In our Childrens Schools, a prime target should be the sugar in sodas, fruit juices and other sugar-filled drinks. The fight against Childhood Obesity has factual data supporting the risk of too much sugar in our kids diets. Here’s why:

  • Downing just one 12-ounce can of a typical sweetened beverage daily can add 15 pounds in a year.
  • In children, one sweetened beverage a day fuels a 60 percent increase in the risk of obesity—and American teenaged boys drink almost three times that much.
  • This April, an HSPH study linked sugary drinks to increased risk of heart disease in adults. Scientists have long known that sugar reduces the “good” HDL cholesterol in the blood.
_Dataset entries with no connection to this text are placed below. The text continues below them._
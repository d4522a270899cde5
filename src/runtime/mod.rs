use std::time::SystemTime;

use async_trait::async_trait;
use bollard::models::{ContainerInspectResponse, EventMessage};
use futures_util::stream::BoxStream;

use crate::error::RuntimeError;

pub mod docker;
pub use docker::DockerRuntime;

#[cfg(test)]
pub mod mock;

/// Container management capabilities consumed by the route manager.
#[async_trait]
pub trait ContainerRuntime: Send + Sync {
    /// Description of the host operating system, as reported by the daemon.
    async fn operating_system(&self) -> Result<String, RuntimeError>;

    /// Ids of running containers carrying `label`.
    async fn list_labelled(&self, label: &str) -> Result<Vec<String>, RuntimeError>;

    /// Inspect a container by id or name.
    async fn inspect(&self, id: &str) -> Result<ContainerInspectResponse, RuntimeError>;

    /// Container lifecycle events that happened at or after `since`, followed
    /// by live ones. The stream ends when the connection to the daemon is
    /// lost.
    fn events(&self, since: SystemTime) -> BoxStream<'_, Result<EventMessage, RuntimeError>>;
}
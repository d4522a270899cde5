//! Container discovery: a baseline listing followed by the live event
//! stream, normalized into [`ContainerEvent`]s.
//!
//! The stream is resumed after every disconnect with a fresh listing. Each
//! subscription replays events from the moment its listing began, so nothing
//! started in between is lost and a container may be reported more than once. Containers that vanished while
//! disconnected are reported as removed by the resync.

use std::collections::HashSet;
use std::time::{Duration, SystemTime};

use bollard::models::{EventMessage, EventMessageTypeEnum};
use futures_util::stream::StreamExt;
use log::{debug, error, info, warn};
use tokio::sync::mpsc;
use tokio::time::sleep;

use crate::error::WatchError;
use crate::identity::display_name;
use crate::runtime::ContainerRuntime;
use crate::types::{ContainerEvent, ContainerRecord, GatewayContext, NamespaceHandle, LABEL_NETWORKS};

/// What to do after handling one daemon event.
enum Flow {
    Continue,
    Stop,
}

pub struct ContainerWatcher<'a, R: ContainerRuntime> {
    runtime: &'a R,
    ctx: &'a GatewayContext,
    backoff_min: Duration,
    backoff_max: Duration,
    /// Containers reported to the consumer and not yet removed.
    known: HashSet<String>,
}

impl<'a, R: ContainerRuntime> ContainerWatcher<'a, R> {
    pub fn new(
        runtime: &'a R,
        ctx: &'a GatewayContext,
        backoff_min: Duration,
        backoff_max: Duration,
    ) -> Self {
        Self {
            runtime,
            ctx,
            backoff_min,
            backoff_max,
            known: HashSet::new(),
        }
    }

    /// Feed `tx` until the sidecar's own container is stopped or the
    /// consumer goes away. Daemon failures never end the watch.
    pub async fn run(mut self, tx: mpsc::Sender<ContainerEvent>) -> Result<(), WatchError> {
        let runtime = self.runtime;
        let mut backoff = self.backoff_min;

        info!("Starting processing");
        loop {
            let since = SystemTime::now();
            match self.resync(&tx).await {
                Ok(count) => {
                    info!("Listing found {} labelled containers", count);
                    backoff = self.backoff_min;
                }
                Err(WatchError::Runtime(e)) => {
                    error!("Failed to list containers: {}. Retrying in {:?}...", e, backoff);
                    sleep(backoff).await;
                    backoff = (backoff * 2).min(self.backoff_max);
                    continue;
                }
                Err(e) => return Err(e),
            }

            let mut stream = runtime.events(since);
            info!("Listening for Docker events...");
            while let Some(msg) = stream.next().await {
                match msg {
                    Ok(event) => {
                        if let Flow::Stop = self.handle_event(event, &tx).await? {
                            info!("Stopping");
                            return Ok(());
                        }
                    }
                    Err(e) => {
                        error!("Error in Docker event stream: {}", e);
                        break;
                    }
                }
            }

            warn!("Docker event stream ended. Resyncing in {:?}...", backoff);
            sleep(backoff).await;
            backoff = (backoff * 2).min(self.backoff_max);
        }
    }

    /// List labelled containers and report each one, then report known
    /// containers that are no longer listed as removed.
    async fn resync(&mut self, tx: &mpsc::Sender<ContainerEvent>) -> Result<usize, WatchError> {
        let ids = self.runtime.list_labelled(LABEL_NETWORKS).await?;

        let mut seen = HashSet::new();
        for id in ids {
            let Some(record) = self.record(&id).await else {
                continue;
            };
            let event = if self.known.contains(&record.id) {
                ContainerEvent::Updated(record)
            } else {
                ContainerEvent::Discovered(record)
            };
            seen.insert(event.container_id().to_string());
            send(tx, event).await?;
        }

        let vanished: Vec<String> = self.known.difference(&seen).cloned().collect();
        for id in vanished {
            debug!("Container {} disappeared while disconnected", id);
            send(tx, ContainerEvent::Removed { id }).await?;
        }

        let count = seen.len();
        self.known = seen;
        Ok(count)
    }

    async fn handle_event(
        &mut self,
        event: EventMessage,
        tx: &mpsc::Sender<ContainerEvent>,
    ) -> Result<Flow, WatchError> {
        if event.typ != Some(EventMessageTypeEnum::CONTAINER) {
            return Ok(Flow::Continue);
        }
        let Some(id) = event.actor.and_then(|a| a.id).filter(|id| !id.is_empty()) else {
            return Ok(Flow::Continue);
        };
        let action = event.action.unwrap_or_default();
        debug!("Container event: {} for {}", action, id);

        match action.as_str() {
            "kill" | "die" if id == self.ctx.own_id => {
                info!("Own container received {}", action);
                return Ok(Flow::Stop);
            }
            "start" | "update" => {
                let Some(record) = self.record(&id).await else {
                    return Ok(Flow::Continue);
                };
                let event = if self.known.insert(record.id.clone()) {
                    ContainerEvent::Discovered(record)
                } else {
                    ContainerEvent::Updated(record)
                };
                send(tx, event).await?;
            }
            "die" | "destroy" => {
                if self.known.remove(&id) {
                    send(tx, ContainerEvent::Removed { id }).await?;
                }
            }
            _ => {}
        }
        Ok(Flow::Continue)
    }

    /// Inspect a container and turn it into a record, if it can be routed.
    async fn record(&self, id: &str) -> Option<ContainerRecord> {
        let detail = match self.runtime.inspect(id).await {
            Ok(detail) => detail,
            Err(e) => {
                warn!("Failed to inspect container {}: {}", id, e);
                return None;
            }
        };
        let full_id = detail.id.clone().unwrap_or_else(|| id.to_string());
        let name = display_name(&detail);

        let networks_label = detail
            .config
            .as_ref()
            .and_then(|c| c.labels.as_ref())
            .and_then(|l| l.get(LABEL_NETWORKS))
            .cloned();
        if networks_label.is_none() && !self.known.contains(&full_id) {
            return None;
        }

        let settings = detail.network_settings.as_ref();
        let sandbox_key = settings
            .and_then(|s| s.sandbox_key.clone())
            .unwrap_or_default();
        if sandbox_key.is_empty() {
            warn!(
                "Routing requested for {} but no network namespace. --network container:... is not supported",
                name
            );
            return None;
        }
        let attached = settings
            .and_then(|s| s.networks.as_ref())
            .is_some_and(|n| n.contains_key(&self.ctx.network));
        if !attached {
            warn!("Container {} is not attached to network {}", name, self.ctx.network);
            return None;
        }

        Some(ContainerRecord {
            id: full_id,
            name,
            namespace: NamespaceHandle::new(sandbox_key),
            networks_label,
        })
    }
}

async fn send(tx: &mpsc::Sender<ContainerEvent>, event: ContainerEvent) -> Result<(), WatchError> {
    tx.send(event).await.map_err(|_| WatchError::ConsumerClosed)
}

#[cfg(test)]
mod tests {
    use super::*;
    use crate::runtime::mock::{container, daemon_error, event, MockRuntime};

    const OWN: &str = "own";

    fn ctx() -> GatewayContext {
        GatewayContext {
            own_id: OWN.to_string(),
            network_owner_id: "wg".to_string(),
            network: "wg-net".to_string(),
            gateway: "192.168.67.129".parse().unwrap(),
        }
    }

    fn client(id: &str, name: &str, networks: &str) -> bollard::models::ContainerInspectResponse {
        container(
            id,
            name,
            &[(LABEL_NETWORKS, networks)],
            &format!("/var/run/docker/netns/{}", id),
            &[("wg-net", "192.168.67.10")],
        )
    }

    async fn collect(runtime: &MockRuntime) -> Vec<ContainerEvent> {
        let ctx = ctx();
        let (tx, mut rx) = mpsc::channel(64);
        let watcher = ContainerWatcher::new(
            runtime,
            &ctx,
            Duration::from_millis(1),
            Duration::from_millis(4),
        );
        tokio::time::timeout(Duration::from_secs(5), watcher.run(tx))
            .await
            .expect("watcher did not stop")
            .unwrap();

        let mut events = Vec::new();
        while let Ok(event) = rx.try_recv() {
            events.push(event);
        }
        events
    }

    fn summary(events: &[ContainerEvent]) -> Vec<String> {
        events
            .iter()
            .map(|e| match e {
                ContainerEvent::Discovered(r) => format!("discovered {}", r.id),
                ContainerEvent::Updated(r) => format!("updated {}", r.id),
                ContainerEvent::Removed { id } => format!("removed {}", id),
            })
            .collect()
    }

    #[tokio::test]
    async fn test_baseline_then_stream() {
        let runtime = MockRuntime::new();
        runtime.insert(client("dovecot", "dovecot", "192.168.66.0/24"));
        runtime.insert(client("postfix", "postfix", "10.0.0.0/8"));
        runtime.insert(container("plain", "plain", &[], "/var/run/docker/netns/plain", &[("wg-net", "192.168.67.11")]));
        runtime.push_events(vec![
            event("start", "plain"),
            event("update", "dovecot"),
            event("die", "postfix"),
            event("die", "plain"),
            event("kill", OWN),
        ]);

        let events = collect(&runtime).await;
        assert_eq!(
            summary(&events),
            vec![
                "discovered dovecot",
                "discovered postfix",
                "updated dovecot",
                "removed postfix",
            ]
        );
        match &events[0] {
            ContainerEvent::Discovered(record) => {
                assert_eq!(record.name, "dovecot");
                assert_eq!(record.networks_label.as_deref(), Some("192.168.66.0/24"));
                assert_eq!(
                    record.namespace,
                    NamespaceHandle::new("/var/run/docker/netns/dovecot")
                );
            }
            other => panic!("unexpected event {:?}", other),
        }
    }

    #[tokio::test]
    async fn test_start_before_subscription_is_replayed() {
        let runtime = MockRuntime::new();
        runtime.insert(client("postfix", "postfix", "10.0.0.0/8"));
        runtime.start_after_listing(client("dovecot", "dovecot", "192.168.66.0/24"));
        runtime.push_events(vec![event("start", "postfix"), event("die", OWN)]);

        let events = collect(&runtime).await;
        assert_eq!(
            summary(&events),
            vec!["discovered postfix", "discovered dovecot", "updated postfix"]
        );
    }

    #[tokio::test]
    async fn test_skips_unroutable_containers() {
        let runtime = MockRuntime::new();
        runtime.insert(container("shared", "shared", &[(LABEL_NETWORKS, "10.0.0.0/8")], "", &[]));
        runtime.insert(container(
            "elsewhere",
            "elsewhere",
            &[(LABEL_NETWORKS, "10.0.0.0/8")],
            "/var/run/docker/netns/elsewhere",
            &[("bridge", "172.17.0.3")],
        ));
        runtime.push_events(vec![event("start", "ghost"), event("kill", OWN)]);

        assert!(collect(&runtime).await.is_empty());
    }

    #[tokio::test]
    async fn test_resync_after_disconnect() {
        let runtime = MockRuntime::new();
        runtime.insert(client("dovecot", "dovecot", "192.168.66.0/24"));
        runtime.insert(client("postfix", "postfix", "10.0.0.0/8"));
        runtime.push_events(vec![Err(daemon_error(500, "connection reset"))]);
        runtime.push_events(vec![event("kill", OWN)]);

        let ctx = ctx();
        let (tx, mut rx) = mpsc::channel(64);
        let watcher = ContainerWatcher::new(&runtime, &ctx, Duration::from_millis(1), Duration::from_millis(4));

        // postfix goes away while the stream is down
        let mut first = Vec::new();
        let run = watcher.run(tx);
        tokio::pin!(run);
        while first.len() < 2 {
            tokio::select! {
                Some(event) = rx.recv() => {
                    first.push(event);
                    if first.len() == 2 {
                        runtime.remove("postfix");
                    }
                }
                result = &mut run => panic!("watcher stopped early: {:?}", result),
            }
        }
        tokio::time::timeout(Duration::from_secs(5), run)
            .await
            .unwrap()
            .unwrap();

        let mut rest = Vec::new();
        while let Ok(event) = rx.try_recv() {
            rest.push(event);
        }
        assert_eq!(summary(&first), vec!["discovered dovecot", "discovered postfix"]);
        assert_eq!(summary(&rest), vec!["updated dovecot", "removed postfix"]);
        assert_eq!(runtime.listings(), 2);
    }

    #[tokio::test]
    async fn test_listing_failures_are_retried() {
        let runtime = MockRuntime::new();
        runtime.insert(client("dovecot", "dovecot", "192.168.66.0/24"));
        runtime.fail_next_listings(3);
        runtime.push_events(vec![event("kill", OWN)]);

        let events = collect(&runtime).await;
        assert_eq!(summary(&events), vec!["discovered dovecot"]);
        assert_eq!(runtime.listings(), 4);
    }

    #[tokio::test]
    async fn test_consumer_gone() {
        let runtime = MockRuntime::new();
        runtime.insert(client("dovecot", "dovecot", "192.168.66.0/24"));
        let ctx = ctx();
        let (tx, rx) = mpsc::channel(1);
        drop(rx);

        let watcher = ContainerWatcher::new(&runtime, &ctx, Duration::from_millis(1), Duration::from_millis(4));
        let err = watcher.run(tx).await.unwrap_err();
        assert!(matches!(err, WatchError::ConsumerClosed));
    }
}
//! Parsing of the `wgroutemgr.networks` label.

use std::net::IpAddr;

use ipnet::IpNet;

use crate::error::LabelParseError;

/// Result of parsing one label value: the accepted networks in label order
/// (duplicates dropped) and one error per rejected token.
#[derive(Debug, Default, PartialEq, Eq)]
pub struct ParsedNetworks {
    pub networks: Vec<IpNet>,
    pub rejected: Vec<LabelParseError>,
}

impl ParsedNetworks {
    /// Reject networks of the other address family than `gateway`, since no
    /// route to them can go via it.
    pub fn routable_via(mut self, gateway: IpAddr) -> Self {
        let (routable, foreign): (Vec<IpNet>, Vec<IpNet>) = self
            .networks
            .into_iter()
            .partition(|net| net.addr().is_ipv4() == gateway.is_ipv4());
        self.networks = routable;
        self.rejected.extend(foreign.into_iter().map(|net| LabelParseError {
            token: net.to_string(),
            reason: format!("address family differs from gateway {}", gateway),
        }));
        self
    }
}

/// Parse a comma-separated list of CIDRs.
///
/// A token with host bits set is rejected, a bare address is taken as a
/// host route. An absent or blank label yields no networks.
pub fn parse_networks(label: Option<&str>) -> ParsedNetworks {
    let mut parsed = ParsedNetworks::default();
    let Some(label) = label else {
        return parsed;
    };

    for token in label.split(',').map(str::trim).filter(|t| !t.is_empty()) {
        match parse_token(token) {
            Ok(net) => {
                if !parsed.networks.contains(&net) {
                    parsed.networks.push(net);
                }
            }
            Err(reason) => parsed.rejected.push(LabelParseError {
                token: token.to_string(),
                reason,
            }),
        }
    }
    parsed
}

fn parse_token(token: &str) -> Result<IpNet, String> {
    let net = if token.contains('/') {
        token.parse::<IpNet>().map_err(|e| e.to_string())?
    } else {
        let addr = token.parse::<IpAddr>().map_err(|e| e.to_string())?;
        IpNet::from(addr)
    };

    if net.trunc() != net {
        return Err(format!("host bits set, did you mean {}?", net.trunc()));
    }
    Ok(net)
}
Consistent with this effect, the April study showed that it wasn’t just weight gain that raised heart disease risk, but sugar itself—eating an otherwise healthy diet or being at a healthy weight only slightly diminished the risk.
  • In 2004, the Nurses’ Health Study found that women who had one or more servings a day of a sugar-sweetened soft drink or fruit punch were nearly twice as likely to develop type 2 diabetes as those who rarely imbibed these beverages.

As a dietary enemy, sugar is cleverly camouflaged, because it is dissolved in liquid. A typical 20-ounce soda contains 17 teaspoons of sugar. “If people thought about eating 17 teaspoons of sugar, they’d become nauseated,” says Walter Willett, Chair of the Department of Nutrition and Fredrick John Stare Professor of Epidemiology and Nutrition
. “But they are able to drink it right down and go for another.” While we normally balance a big meal by taking in fewer calories later, that compensation doesn’t seem to occur after guzzling soft drinks—possibly because fluids are not as satiating as solid foods, or because sweet-tasting soft drinks whet the appetite for high-carbohydrate foods.

Willett and Lilian Cheung, lecturer in the Department of Nutrition and editorial director of The Nutrition Source, urge people to choose drinks far lower in sugar and calories: options such as water, tea, seltzer with a splash of juice, coffee with one lump of sugar.

“If we can shift the present American norm back to a lower expectation of sweetness, people will adjust their palates, particularly the younger population,” says Cheung.